Joseph does an exhaustive and thorough job of pointing out the methodological flaws of twin research, too numerous to mention in this review. The same he does for adoption studies. Moreover, he questions the morality of even embarking on such research, considering the consequences for the personal lives of so many people and that "conclusions are shaped to fit ideological ends." For example, "[Suppose] research ... found that more Jews than non-Jews had [genes] associated with greed? Wouldn't there be a justifiable uproar that such research was even being done?"
He did not however mention another form of injustice that shouted to me from the pages: gross intrusion of the researchers into the lives of their subjects, and obscene violation of their privacy. Volunteer? Of course not. States provided the researchers with apparently unlimited access to files in psychiatric institutions, adoptions agencies, criminal courts, and the population registry, among others.

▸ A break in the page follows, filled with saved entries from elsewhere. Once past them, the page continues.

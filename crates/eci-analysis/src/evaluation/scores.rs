//! Mapping residualized ECI onto failure scores and probabilities.

use eci_core::config::EvaluationConfig;

/// Numerically stable logistic function.
pub fn sigmoid(x: f64) -> f64 {
    if x >= 0.0 {
        1.0 / (1.0 + (-x).exp())
    } else {
        let e = x.exp();
        e / (1.0 + e)
    }
}

/// Lower ECI means more collapse, which means higher failure risk.
#[derive(Debug, Clone, Copy, PartialEq)]
pub struct ScoreTransform {
    scale: f64,
}

impl ScoreTransform {
    pub fn new(scale: f64) -> Self {
        Self { scale }
    }

    pub fn from_config(config: &EvaluationConfig) -> Self {
        Self::new(config.effective_sigmoid_scale())
    }

    pub fn scale(&self) -> f64 {
        self.scale
    }

    pub fn failure_score(&self, eci_residualized: f64) -> f64 {
        -eci_residualized
    }

    pub fn probability(&self, score: f64) -> f64 {
        sigmoid(self.scale * score)
    }

    /// Scores and probabilities for a slice of residualized ECI values.
    pub fn apply(&self, eci_residualized: &[f64]) -> (Vec<f64>, Vec<f64>) {
        eci_residualized
            .iter()
            .map(|&eci| {
                let score = self.failure_score(eci);
                (score, self.probability(score))
            })
            .unzip()
    }
}

#[cfg(test)]
mod tests {
    use super::*;

    #[test]
    fn test_sigmoid() {
        assert_eq!(sigmoid(0.0), 0.5);
        assert!((sigmoid(2.0) + sigmoid(-2.0) - 1.0).abs() < 1e-15);
        assert!(sigmoid(-800.0) >= 0.0);
        assert!(sigmoid(800.0) <= 1.0);
    }

    #[test]
    fn test_lower_eci_is_riskier() {
        let transform = ScoreTransform::new(10.0);
        let (scores, probs) = transform.apply(&[-0.05, 0.0, 0.05]);
        assert_eq!(scores, vec![0.05, -0.0, -0.05]);
        assert!(probs[0] > probs[1] && probs[1] > probs[2]);
        assert_eq!(probs[1], 0.5);
    }
}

Modestly, the author proposes only two suggestions for improvement, namely the establishment of research registers and reduction of the importance attached to researchers' conclusions. Personally I doubt his suggestions will do much good. The registers are too easily circumvented or misled. Diminishing the importance of research results will not happen due to “powerful and well-connected interests promoting political, professional, and business agendas” as he himself points out elsewhere.
Joseph himself, of course, is not entirely free of self-interest. According to the back flap, he's a practicing clinical psychologist. In the nature/nurture debate, it is auspicious for him to come down solidly on the side of nurture, blaming people's misfortunes on such factors as upbringing and even capitalism (!). He does at one point briefly acknowledge that factors other than either nature or nurture could be of influence. But he clearly overlooks the MeTZelf point of view, namely that we can never identify with certainty the cause of what we perceive as deviant human behavior.